Saturday, April 28, 2012

Preview: Avatar - The Legend of Korra


 This series takes place 70 years after Avantar: The Last Airbender and follows the new Avatar, a 17 year-old girl from the southern water tribe called Korra. Already being able to ben air, fire and water, she goes to the center of the modern world, Republic City, in order to learn airbending. Republic City a metropolis created by Avatar Aang and Fire Lord Zuko to be a place where people from all the world, benders or not, can live in harmony. But Korra learns that Republic City is plagued by crime and an antibender revolution. Under the supervision of Aangs son, Tenzin, Korra starts to learn airbending while getting into a lot of trouble and entering a professional competition of a bending sport.


For those who don't now, bending is a skill that allows the benders to control one of the four elements (air, earth, fire and water) through martial arts moves. An earth bender can lift and shoot huge rocks from the ground. Only the avatar can bend the 4 elements. There's more, like secondary elementos (ice for water and lightning for fire) and other stuff, but the show explains most of it.


Republic City is a mix of the New York from the early 20th century (with a Liberty Statue-like statue of Aang) with a traditional chinese city. So we have skyscrappers, bridges and all that, but with oriental designs and details, like those traditional chinese roofs. There are also cars, zeppelins and radios. Many found the leap in technology strange, since it's been only 70 years since the medieval Last Airbender, but bending gives them possibilities we didn't have. The Fire Nation in the Last Airbender had balloons and steam powered machines...

Korra has outstanding fights. The choreography is excellent and each bending uses a different kung fu style. But one of the changes in society in 70 years was the creation of pro-bending, a professional sport in which two teams composed of a fire, an earth and a water benders (airbenders are rare, because of facts shown in the first series) and the goal is to force every member of the other team leave the ring through it's back, which is open. This sport introduces modern martial arts techniques and then we have more than just traditional kung fu.

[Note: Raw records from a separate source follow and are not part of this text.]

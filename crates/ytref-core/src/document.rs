//! Markdown assembly.
//!
//! [`render_document`] is a pure function of its inputs: the same inputs always give the same
//! bytes, and every optional section disappears when its input is empty.

use std::path::Path;

use chrono::NaiveDateTime;
use tracing::info;

use crate::{
    config::DocumentOptions,
    error::Result,
    frames::Frame,
    palette::ColorPalette,
    recognize::RecognizedText,
    types::{TranscriptChunk, VideoMetadata},
};

const SWATCH: &str = "████";
const ELLIPSIS: char = '…';

/// Everything the document is built from.
#[derive(Debug, Clone, Copy)]
pub struct DocumentInputs<'a> {
    pub metadata: &'a VideoMetadata,
    pub transcript: &'a [TranscriptChunk],
    pub interval_frames: &'a [Frame],
    pub scene_frames: &'a [Frame],
    /// Seconds between interval frames, for the gallery heading.
    pub interval: u32,
    pub recognized: Option<&'a RecognizedText>,
    pub palette: Option<&'a ColorPalette>,
    /// Frame paths are written relative to this directory.
    pub work_dir: &'a Path,
    pub generated_at: NaiveDateTime,
}

/// Format seconds as `M:SS`, or `H:MM:SS` past the hour.
pub fn fmt_timestamp(seconds: f64) -> String {
    let total = if seconds.is_finite() && seconds > 0.0 {
        seconds as u64
    } else {
        0
    };
    let (h, m, s) = (total / 3600, total / 60 % 60, total % 60);
    if h > 0 {
        format!("{h}:{m:02}:{s:02}")
    } else {
        format!("{m}:{s:02}")
    }
}

/// Make `text` safe for one markdown table cell.
pub fn escape_table_cell(text: &str) -> String {
    text.lines()
        .map(str::trim)
        .filter(|l| !l.is_empty())
        .collect::<Vec<_>>()
        .join(" ")
        .replace('|', "\\|")
}

/// Neutralise HTML in free text so it cannot close the surrounding `<details>` block.
pub fn escape_html(text: &str) -> String {
    text.replace('&', "&amp;")
        .replace('<', "&lt;")
        .replace('>', "&gt;")
}

/// Escape a markdown link's text and destination.
fn link(text: &str, url: &str) -> String {
    let text = text
        .replace('\\', "\\\\")
        .replace('[', "\\[")
        .replace(']', "\\]");
    let url = url
        .trim()
        .replace(' ', "%20")
        .replace('(', "%28")
        .replace(')', "%29");
    format!("[{text}]({url})")
}

/// First `max_chars` characters of `text`, with `…` appended when anything was cut.
pub fn truncate_preview(text: &str, max_chars: usize) -> String {
    match text.char_indices().nth(max_chars) {
        Some((cut, _)) => format!("{}{ELLIPSIS}", &text[..cut]),
        None => text.to_string(),
    }
}

/// A fenced block whose fence is longer than any backtick run inside `text`.
fn fenced(text: &str) -> String {
    let longest = text
        .split(|c| c != '`')
        .map(str::len)
        .max()
        .unwrap_or(0);
    let fence = "`".repeat((longest + 1).max(3));
    format!("{fence}\n{text}\n{fence}\n")
}

fn relative(path: &Path, base: &Path) -> String {
    path.strip_prefix(base)
        .unwrap_or(path)
        .to_string_lossy()
        .replace('\\', "/")
}

/// One row of the visual indexes.
struct IndexedFrame {
    timestamp: String,
    file: String,
    text: String,
}

pub fn render_document(inputs: &DocumentInputs<'_>, options: &DocumentOptions) -> String {
    let meta = inputs.metadata;
    let mut output = String::new();

    // Header
    let title = if meta.title.trim().is_empty() {
        "Untitled Video".to_string()
    } else {
        escape_table_cell(&meta.title)
    };
    let channel = if meta.channel.trim().is_empty() {
        "Unknown"
    } else {
        meta.channel.trim()
    };
    output.push_str(&format!("# {}\n\n", title));
    output.push_str(&format!(
        "> **Source:** {}  \n",
        link(channel, &meta.webpage_url)
    ));
    output.push_str(&format!(
        "> **Duration:** {}  \n",
        fmt_timestamp(meta.duration_seconds)
    ));
    output.push_str(&format!(
        "> **Extracted:** {}  \n",
        inputs.generated_at.format("%Y-%m-%d %H:%M")
    ));
    if !meta.tags.is_empty() {
        let tags: Vec<&str> = meta
            .tags
            .iter()
            .take(options.max_tags)
            .map(String::as_str)
            .collect();
        output.push_str(&format!("> **Tags:** {}\n", tags.join(", ")));
    }
    output.push('\n');

    // Palette
    if let Some(palette) = inputs.palette.filter(|p| !p.dominant_colors.is_empty()) {
        output.push_str("## Color Palette\n\n");
        output.push_str("Dominant colors detected across sampled frames:\n\n");
        output.push_str("| Swatch | Hex |\n");
        output.push_str("|--------|-----|\n");
        for color in &palette.dominant_colors {
            output.push_str(&format!("| {} | `{}` |\n", SWATCH, color));
        }
        let inline: Vec<String> = palette
            .dominant_colors
            .iter()
            .map(|c| format!("`{}`", c))
            .collect();
        output.push_str(&format!("\n*Full palette: {}*\n\n", inline.join(", ")));
    }

    // Description
    if !meta.description.trim().is_empty() {
        output.push_str("## Description\n\n");
        output.push_str(&fenced(&truncate_preview(
            &meta.description,
            options.description_chars,
        )));
        output.push('\n');
    }

    // Chapters
    if !meta.chapters.is_empty() {
        output.push_str("## Chapters\n\n");
        output.push_str("| Timestamp | Title |\n");
        output.push_str("|-----------|-------|\n");
        for chapter in &meta.chapters {
            output.push_str(&format!(
                "| `{}` | {} |\n",
                fmt_timestamp(chapter.start_time),
                escape_table_cell(&chapter.title)
            ));
        }
        output.push('\n');
    }

    // Transcript
    if !inputs.transcript.is_empty() {
        output.push_str("## Transcript\n\n");
        output.push_str("<details><summary>Full transcript (click to expand)</summary>\n\n");
        for chunk in inputs.transcript {
            output.push_str(&format!(
                "**[{}]** {}\n\n",
                fmt_timestamp(chunk.start),
                escape_html(&chunk.text)
            ));
        }
        output.push_str("</details>\n\n");

        output.push_str("## Transcript (Condensed)\n\n");
        output.push_str("Use these timestamped segments to cross-reference the frames.\n\n");
        for chunk in inputs.transcript {
            output.push_str(&format!(
                "- **`{}`** {}\n",
                fmt_timestamp(chunk.start),
                escape_html(&truncate_preview(&chunk.text, options.preview_chars))
            ));
        }
        output.push('\n');
    }

    let text_of = |frame: &Frame| -> String {
        inputs
            .recognized
            .map(|r| r.text_for(frame).trim().to_string())
            .unwrap_or_default()
    };
    let mut indexed: Vec<IndexedFrame> = Vec::new();

    // Interval gallery
    if !inputs.interval_frames.is_empty() {
        output.push_str(&format!(
            "## Key Frames (every {}s)\n\n",
            inputs.interval
        ));
        output.push_str("Visual reference frames captured at a fixed interval.\n\n");
        for frame in inputs.interval_frames {
            let ts = fmt_timestamp(frame.timestamp);
            let file = relative(&frame.path, inputs.work_dir);
            let text = text_of(frame);
            output.push_str(&format!("### Frame at `{}`\n\n", ts));
            output.push_str(&format!("![frame-{}]({})\n\n", ts, file));
            push_inline_text(&mut output, &text, options);
            indexed.push(IndexedFrame {
                timestamp: ts,
                file,
                text,
            });
        }
        output.push('\n');
    }

    // Scene gallery
    if !inputs.scene_frames.is_empty() {
        output.push_str("## Scene Changes\n\n");
        output.push_str("Frames captured where the visual content changes significantly.\n\n");
        for (i, frame) in inputs.scene_frames.iter().enumerate() {
            let ts = fmt_timestamp(frame.timestamp);
            let file = relative(&frame.path, inputs.work_dir);
            let text = text_of(frame);
            output.push_str(&format!("### Scene {} at `{}`\n\n", i + 1, ts));
            output.push_str(&format!("![scene-{}]({})\n\n", i + 1, file));
            push_inline_text(&mut output, &text, options);
            indexed.push(IndexedFrame {
                timestamp: ts,
                file,
                text,
            });
        }
        output.push('\n');
    }

    // Visual text index
    let with_text: Vec<&IndexedFrame> = indexed
        .iter()
        .filter(|f| f.text.chars().count() > options.min_index_text)
        .collect();
    if !with_text.is_empty() {
        output.push_str("## Visual Text Index\n\n");
        output.push_str("Searchable index of the text detected in video frames.\n\n");
        output.push_str("| Timestamp | Key Text (preview) |\n");
        output.push_str("|-----------|--------------------|\n");
        for frame in &with_text {
            let mut lines = frame.text.lines();
            let first_line = lines.next().unwrap_or("");
            let mut preview = truncate_preview(first_line, options.index_preview_chars);
            // Hidden lines get the marker too.
            if lines.next().is_some() && !preview.ends_with(ELLIPSIS) {
                preview.push(ELLIPSIS);
            }
            output.push_str(&format!(
                "| `{}` | {} |\n",
                frame.timestamp,
                escape_table_cell(&preview)
            ));
        }
        output.push('\n');

        output.push_str("### All Detected Text\n\n");
        output.push_str("<details><summary>Click to expand the full OCR text</summary>\n\n");
        for frame in &with_text {
            output.push_str(&format!("**[{}]**\n", frame.timestamp));
            output.push_str(&fenced(&frame.text));
            output.push('\n');
        }
        output.push_str("</details>\n\n");
    }

    // Frame index
    if !indexed.is_empty() {
        output.push_str("## Frame Index\n\n");
        output.push_str("| Timestamp | File | Has Text |\n");
        output.push_str("|-----------|------|----------|\n");
        for frame in &indexed {
            let has_text = if frame.text.chars().count() > options.min_index_text {
                "✓"
            } else {
                ""
            };
            output.push_str(&format!(
                "| `{}` | `{}` | {} |\n",
                frame.timestamp,
                escape_table_cell(&frame.file),
                has_text
            ));
        }
        output.push('\n');
    }

    // Footer
    output.push_str("---\n\n");
    output.push_str(
        "*Generated by `ytref`. Review and curate the content above before handing this file to your agent.*\n",
    );

    output
}

fn push_inline_text(output: &mut String, text: &str, options: &DocumentOptions) {
    if text.chars().count() > options.min_inline_text {
        output.push_str("<details><summary>Text detected in frame</summary>\n\n");
        output.push_str(&fenced(text));
        output.push_str("</details>\n\n");
    }
}

/// Write the rendered document; the only I/O in this module.
pub async fn write_document(path: &Path, content: &str) -> Result<()> {
    tokio::fs::write(path, content).await?;
    info!(path = %path.display(), "reference document written");
    Ok(())
}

The animation is excellent and they don't simplify the characters or the backgroud to make it easier. In fact, the characters use the background during the fights. The mechanical design is also very good. The character design is good and it's nice to see that they even give body expressions to the characters, which you almost can see in anime.

The plot might be interesting. The whole antibending revolution reminds me of the themes shown in X-Men. People without powers fear the people with powers. And Korra, as the guardian fo balance and harmony, can't just crush them.

Speaking of Korra, she's a cooler avatar than Aang. Aang was childish, foolish and had no self-confidence. Korra is confident and strong. And she is funny. Tenzin is a very serious man and tries to be patient, but he suffers with Korra's stubborness and rebelliousness. Bolin is Korra's pro-bending teammate. He's a clumsy and a bit foolish. Mako, Bolin's brother and teammate is the antisocial and brooding type that many find cool. I don't.


Voice acting is good, which is more than I expected from an US cast. But the kid's voices are bad. The soundtrack is very good, a mixture of jazz and tradicional chinese music.

The Legend of Korra is a very promissing series and those that don't watch it "because it wants to be anime but it isn't" will lose an awesome show.